Sa décision la plus audacieuse était peut-être ce qu'il avait choisi de ne pas faire.
La décision de Dutton de rejeter les réductions d'impôt du travail et d'offrir à la place l'essence moins chère, pourrait être le moment déterminant de la campagne électorale en 2025.
Le travail a fait ressortir une réduction d'impôt surprise. La coalition promettra de réduire de moitié l'accise de carburant à 25,4 ¢ pour un an, complétée par une politique de réservation de gaz pour réduire les prix de l'énergie.

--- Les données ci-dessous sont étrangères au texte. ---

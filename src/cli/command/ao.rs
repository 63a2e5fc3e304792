//! Explore the monthly Arctic Oscillation index: slices, intense months,
//! resampled statistics and rolling windows, each drawn as a figure.

use std::{
    fmt::Write,
    path::{Path, PathBuf},
};

use anyhow::{Context, Result};
use log::{info, warn};

use crate::{
    config::Config,
    constants::WIDE_PLOT_SIZE,
    display::render_series,
    download::{fetch_cached, file_name_from_url},
    error::{PlotError, SeriesError},
    parquet,
    plot::{Chart, Figure, LineStyle},
    reading::{ao::monthly_series, load_delimited, read_records, AoReading},
    series::{Aggregation, Frame, Frequency, Rule, TimeSeries},
};

use super::make_parquet_file_name;

const TITLE: &str = "Arctic Oscillation";

/// Every series derived from the index, ready to plot.
#[derive(Debug, Clone)]
pub struct AoAnalysis {
    pub series: TimeSeries,
    pub last_30_years: TimeSeries,
    pub recent: TimeSeries,
    pub intense_negative: TimeSeries,
    pub intense_positive: TimeSeries,
    pub annual_mean: TimeSeries,
    pub annual_median: TimeSeries,
    pub max_3yr: TimeSeries,
    pub min_3yr: TimeSeries,
    /// Mean, min and max per three years, 1900 to 2020.
    pub stats_3yr: Frame,
    pub rolling_mean: TimeSeries,
    pub rolling_var: TimeSeries,
}

impl AoAnalysis {
    /// With `center`, rolling values are labelled by the middle of their
    /// window instead of its end.
    pub fn compute(
        series: TimeSeries,
        threshold: f64,
        window: usize,
        center: bool,
    ) -> Result<Self, SeriesError> {
        let annual = Rule::new(Frequency::Year, 1);
        let three_years = Rule::new(Frequency::Year, 3);
        let rolling = series.rolling(window).center(center);

        Ok(AoAnalysis {
            last_30_years: series.slice_years(1990, 2022),
            recent: series.slice_years(2021, 2022),
            intense_negative: series.filter(|v| v < -threshold),
            intense_positive: series.filter(|v| v > threshold),
            annual_mean: series.resample(&annual, Aggregation::Mean),
            annual_median: series.resample(&annual, Aggregation::Median),
            max_3yr: series.resample(&three_years, Aggregation::Max),
            min_3yr: series.resample(&three_years, Aggregation::Min),
            stats_3yr: series
                .resample_many(
                    &three_years,
                    &[Aggregation::Mean, Aggregation::Min, Aggregation::Max],
                )
                .slice_years(1900, 2020),
            rolling_mean: rolling.mean()?.renamed(format!("{}-month rolling mean", window)),
            rolling_var: rolling.var()?,
            series,
        })
    }

    /// Figures in the order they are drawn.
    pub fn charts(&self) -> Result<Vec<Chart>, PlotError> {
        let titled = |suffix: &str| format!("{} - {}", TITLE, suffix);
        let line = |suffix: &str, series: &TimeSeries, style: LineStyle| {
            Chart::Lines(Figure::new(titled(suffix)).line(series.clone(), style))
        };
        let plain = LineStyle::default();
        let green: LineStyle = "-g".parse()?;

        Ok(vec![
            Chart::Lines(Figure::new(TITLE).line(self.series.clone(), plain)),
            line("last 30 yrs", &self.last_30_years, plain),
            line("recently", &self.recent, plain),
            Chart::Bars {
                title: titled("Intense Negative Months"),
                series: self.intense_negative.clone(),
            },
            Chart::Bars {
                title: titled("Intense Positive Months"),
                series: self.intense_positive.clone(),
            },
            line("Annual Mean", &self.annual_mean, "r--".parse()?),
            line("Annual Median", &self.annual_median, plain),
            line("3yr Max Values", &self.max_3yr, plain),
            line("3yr Min Values", &self.min_3yr, plain),
            Chart::Subplots {
                title: titled("Descriptive Stats"),
                frame: self.stats_3yr.clone(),
            },
            Chart::Lines(Figure::overlay(titled("Descriptive Stats"), &self.stats_3yr)),
            line("Rolling Annual Mean", &self.rolling_mean, green),
            line("Rolling Annual Variance", &self.rolling_var, green),
            Chart::Lines(
                Figure::new(format!("{} NOAA - Historical Record", TITLE))
                    .size(WIDE_PLOT_SIZE)
                    .y_label("Arctic Oscillation Index")
                    .line(self.series.clone(), "y-".parse()?)
                    .line(self.rolling_mean.clone(), "b--".parse()?),
            ),
        ])
    }

    /// Renders every figure into `dir`. Figures without data are skipped.
    pub fn render(&self, dir: &Path) -> Result<Vec<PathBuf>, PlotError> {
        let mut written = Vec::new();

        for chart in self.charts()? {
            match chart.render(dir) {
                Ok(path) => {
                    info!("Saved `{}` to {}", chart.title(), path.display());
                    written.push(path);
                }
                Err(PlotError::EmptySeries(title)) => warn!("Skipping `{}`: no data", title),
                Err(e) => return Err(e),
            }
        }

        Ok(written)
    }

    /// Mean, extremes with their months, and the summary table.
    pub fn report(&self) -> String {
        let mut out = String::new();

        if let Some(mean) = self.series.mean() {
            let _ = writeln!(out, "{} mean: {:.6}", self.series.name(), mean);
        }
        if let Some((date, min)) = self.series.min() {
            let _ = writeln!(
                out,
                "{} min: {:.6} ({})",
                self.series.name(),
                min,
                date.format("%B %Y")
            );
        }
        if let Some((date, max)) = self.series.max() {
            let _ = writeln!(
                out,
                "{} max: {:.6} ({})",
                self.series.name(),
                max,
                date.format("%B %Y")
            );
        }
        if let Some(summary) = self.series.describe() {
            let _ = write!(out, "{}", summary);
        }

        out
    }
}

pub async fn ao(
    config: &Config,
    file: Option<&Path>,
    threshold: f64,
    window: usize,
    center: bool,
    save: bool,
) -> Result<Vec<PathBuf>> {
    let series = load_ao(config, file).await?;
    println!("{}\n", render_series(&series, config.max_rows));

    let analysis = AoAnalysis::compute(series, threshold, window, center)?;
    if analysis.stats_3yr.is_empty() {
        warn!("No three-year statistics between 1900 and 2020");
    } else {
        info!(
            "{} three-year bins of {} between 1900 and 2020",
            analysis.stats_3yr.len(),
            analysis.stats_3yr.column_names().join(", ")
        );
    }
    println!("{}\n", analysis.report());

    let mut written = analysis
        .render(&config.output_dir)
        .context("Failed to draw the Arctic Oscillation figures")?;

    if save {
        let file_name = make_parquet_file_name(config, "ao-monthly")?;
        parquet::save_series(&analysis.series, &file_name)?;
        written.push(file_name);

        let file_name = make_parquet_file_name(config, "ao-annual-mean")?;
        parquet::save_series(&analysis.annual_mean, &file_name)?;
        written.push(file_name);

        let file_name = make_parquet_file_name(config, "ao-3yr-stats")?;
        parquet::save_frame(&analysis.stats_3yr, &file_name)?;
        written.push(file_name);
    }

    Ok(written)
}

/// Reads the index from `file` when given, otherwise from the cached NOAA
/// download.
pub async fn load_ao(config: &Config, file: Option<&Path>) -> Result<TimeSeries> {
    let readings = match file {
        Some(path) => load_delimited(path)
            .with_context(|| format!("Failed to load `{}`", path.display()))?,
        None => {
            let url = &config.ao_url;
            let file_path = fetch_cached(config, url, file_name_from_url(url)).await?;
            read_records::<AoReading>(&file_path)
                .with_context(|| format!("Failed to parse `{}`", file_path.display()))?
        }
    };
    info!("Loaded {} monthly AO values", readings.len());

    Ok(monthly_series("AO", &readings)?)
}

// -- Tests -------------------------------------------------------------------

#[cfg(test)]
mod tests {
    use std::fs;

    use tempfile::TempDir;

    use super::*;
    use crate::series::tests::{date, monthly};

    /// 1989 to 2020 with one intense month each way.
    fn index() -> TimeSeries {
        let mut values: Vec<f64> = (0..32 * 12).map(|i| ((i % 7) as f64 - 3.0) / 2.0).collect();
        values[12] = -4.2;
        values[30] = 3.6;
        monthly(1989, &values)
    }

    #[test]
    fn should_find_intense_months() {
        let analysis = AoAnalysis::compute(index(), 3.0, 12, false).unwrap();

        assert_eq!(analysis.intense_negative.points(), &[(date(1990, 1, 31), -4.2)]);
        assert_eq!(analysis.intense_positive.points(), &[(date(1991, 7, 31), 3.6)]);
    }

    #[test]
    fn should_slice_and_resample() {
        let analysis = AoAnalysis::compute(index(), 3.0, 12, false).unwrap();

        assert_eq!(analysis.last_30_years.first_date(), Some(date(1990, 1, 31)));
        assert!(analysis.recent.is_empty());
        assert_eq!(analysis.annual_mean.len(), 32);
        assert_eq!(analysis.annual_mean.first_date(), Some(date(1989, 12, 31)));
        // 1989 alone, then 1990 to 1992
        assert_eq!(
            analysis.max_3yr.first_date(),
            Some(date(1989, 12, 31))
        );
        assert_eq!(analysis.max_3yr.points()[1], (date(1992, 12, 31), 3.6));
        assert_eq!(analysis.min_3yr.points()[1], (date(1992, 12, 31), -4.2));
        assert_eq!(analysis.stats_3yr.index()[1], date(1992, 12, 31));
        assert_eq!(analysis.stats_3yr.column_names(), vec!["mean", "min", "max"]);
        assert_eq!(analysis.rolling_mean.len(), 32 * 12 - 11);
        assert_eq!(analysis.rolling_var.first_date(), Some(date(1989, 12, 31)));
    }

    #[test]
    fn should_order_figures() {
        let analysis = AoAnalysis::compute(index(), 3.0, 12, false).unwrap();
        let charts = analysis.charts().unwrap();
        let titles: Vec<&str> = charts.iter().map(|c| c.title()).collect();

        assert_eq!(
            titles,
            vec![
                "Arctic Oscillation",
                "Arctic Oscillation - last 30 yrs",
                "Arctic Oscillation - recently",
                "Arctic Oscillation - Intense Negative Months",
                "Arctic Oscillation - Intense Positive Months",
                "Arctic Oscillation - Annual Mean",
                "Arctic Oscillation - Annual Median",
                "Arctic Oscillation - 3yr Max Values",
                "Arctic Oscillation - 3yr Min Values",
                "Arctic Oscillation - Descriptive Stats",
                "Arctic Oscillation - Descriptive Stats",
                "Arctic Oscillation - Rolling Annual Mean",
                "Arctic Oscillation - Rolling Annual Variance",
                "Arctic Oscillation NOAA - Historical Record",
            ]
        );

        match charts.last() {
            Some(Chart::Lines(figure)) => assert_eq!(
                figure.file_name(),
                "arctic-oscillation-noaa-historical-record.svg"
            ),
            _ => panic!("expected a line figure"),
        }
    }

    #[test]
    fn should_report_minimum_month() {
        let analysis = AoAnalysis::compute(index(), 3.0, 12, false).unwrap();
        let report = analysis.report();

        assert!(report.contains("AO min: -4.200000 (January 1990)"));
        assert!(report.contains("AO max: 3.600000 (July 1991)"));
        assert!(report.contains("count"));
    }

    #[test]
    fn should_centre_rolling_windows() {
        let trailing = AoAnalysis::compute(index(), 3.0, 12, false).unwrap();
        let centred = AoAnalysis::compute(index(), 3.0, 12, true).unwrap();

        assert_eq!(centred.rolling_mean.values(), trailing.rolling_mean.values());
        assert_eq!(centred.rolling_mean.first_date(), Some(date(1989, 7, 31)));
    }

    #[test]
    fn should_render_all_figures() {
        let dir = TempDir::new().unwrap();
        // 1950 to 2022, as published
        let mut values: Vec<f64> = (0..73 * 12).map(|i| ((i % 11) as f64 - 5.0) / 2.0).collect();
        values[721] = -5.3;
        values[100] = 3.4;
        let analysis = AoAnalysis::compute(monthly(1950, &values), 3.0, 12, false).unwrap();

        let written = analysis.render(dir.path()).unwrap();

        assert_eq!(written.len(), 14);
        assert!(written.contains(&dir.path().join("arctic-oscillation-recently.svg")));
        assert!(written.contains(&dir.path().join("arctic-oscillation-descriptive-stats.svg")));
        assert!(written.contains(
            &dir.path().join("arctic-oscillation-descriptive-stats-subplots.svg")
        ));
        for path in &written {
            assert!(fs::metadata(path).unwrap().len() > 0);
        }
    }

    #[test]
    fn should_skip_figures_without_data() {
        let dir = TempDir::new().unwrap();
        let analysis = AoAnalysis::compute(index(), 3.0, 12, false).unwrap();

        let written = analysis.render(dir.path()).unwrap();

        assert_eq!(written.len(), 13);
        assert!(!dir.path().join("arctic-oscillation-recently.svg").exists());
    }

    #[test]
    fn should_reject_zero_window() {
        assert!(AoAnalysis::compute(index(), 3.0, 0, false).is_err());
    }

    #[tokio::test]
    async fn should_load_local_file() {
        let dir = TempDir::new().unwrap();
        let path = dir.path().join("ao.csv");
        fs::write(&path, "1950,1,-0.06031\n1950,2,0.6268\n\n1950,3,-0.008\n").unwrap();
        let config = Config::with_dirs(dir.path().to_path_buf(), dir.path().join("out"));

        let series = load_ao(&config, Some(&path)).await.unwrap();

        assert_eq!(series.name(), "AO");
        assert_eq!(series.len(), 3);
        assert_eq!(series.first_date(), Some(date(1950, 1, 31)));
    }

    #[tokio::test]
    async fn should_load_cached_download() {
        let dir = TempDir::new().unwrap();
        let mut config = Config::with_dirs(dir.path().to_path_buf(), dir.path().join("out"));
        config.ao_url = "http://127.0.0.1:9/monthly.ao.index.b50.current.ascii".to_string();
        fs::write(
            dir.path().join("monthly.ao.index.b50.current.ascii"),
            " 1950    1  -0.60310E-01\n 1950    2   0.62681E+00\n",
        )
        .unwrap();

        let series = load_ao(&config, None).await.unwrap();

        assert_eq!(series.values(), vec![-0.06031, 0.62681]);
    }
}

La décision d'Anthony Albanese d'appeler l'élection vendredi, révélée par cette tête de masthes le dernier jour du Parlement, avait déjà retiré une partie du vent des voiles de Dutton lorsqu'il a prononcé son dernier discours de scène du 47e parlement.
Mais le parti travailliste ne peut pas croire que la coalition a promis d'abroger les baisses d'impôt sur le revenu et les ministres crient déjà des toits «Si vous voulez une réduction d'impôt, votez la main-d'œuvre».
La coalition bille sur une réduction moyenne de 14 $ par réservoir des prix de l'essence, pendant seulement un an, offrant un plus grand coup de sucre qui l'emportera sur une mesure de café par semaine de 5 $.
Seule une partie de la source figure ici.